A study spearheaded by Karen McComb, PhD at the University of Sussex in Brighton, U.K., explored the relationship between insistent purring and the animal’s needs. The study of 10 felines revealed that cats often embed a cry within their purr (known as a solicitation purr) that is “more urgent and less pleasant” (like a baby’s cry), which is less likely to be ignored by humans.
In fearful or stressful situations, when arriving in a new home or placed in a carrier to visit the veterinarian, cats purr as a comfort mechanism.
A study by Elizabeth von Muggenthaler, a bioacoustician from the Fauna Communications Research Institute in North Carolina, published in The Journal of the Acoustical Society of America, concluded that not only do cats purr when expressing contentment, but also “when they are severely injured or frightened.” According to the study, the specific frequency at which a cat purrs (25 Hz and 50 Hz) is able to promote the growth of bones and heal fractures. Thanks in part to the healing properties of this specific vocalization, cats seem to rebound more quickly from injuries than other animals.

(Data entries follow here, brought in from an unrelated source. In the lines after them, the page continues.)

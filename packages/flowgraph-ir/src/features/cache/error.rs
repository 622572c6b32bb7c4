//! Error types for the extraction cache

use thiserror::Error;

#[derive(Error, Debug)]
pub enum CacheError {
    #[error("Cache capacity must be at least 1, got {0}")]
    InvalidCapacity(usize),

    #[error("Metrics error: {0}")]
    Metrics(#[from] prometheus::Error),
}

pub type CacheResult<T> = Result<T, CacheError>;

Understanding Your Cat’s Purring
To better understand why your cat is purring, look to her body language and behavior. Richardson suggests that if the cat is kneading with her paws, butting her head, or rubbing up against you, she is happy and content. If a cat is crouched low to the ground and looks at you with dilated pupils, she is likely afraid or anxious.
When a cat looks lethargic or shows symptoms of malaise, she is likely not feeling well and needs medical attention.
Cat Vocalizations: When to Be Concerned
Cat noises, even purring, can signal a health issue. Richardson suggests that when you notice your cat being sluggish or exhibiting increased lethargy or tiredness while purring, it is time to go to the veterinarian. A change in the loudness, tone, or clarity of a purr can indicate a medical problem.
“Loud vocalizations can also occur when a cat is in pain. The most classic example of this is when a cat is having urinary issues,” she explains. “Often, they will be in and out of the litter box trying to urinate and vocalizing, which should signal a prompt visit to the veterinarian.”
The best thing pet parents can do is pay attention to body language associated with any sounds cats make. “If vocalizations are concurrent with any clinical symptoms of illness, such as vomiting, breathing problems, or difficulty urinating/defecating—a trip to the veterinarian is warranted,” Richardson says.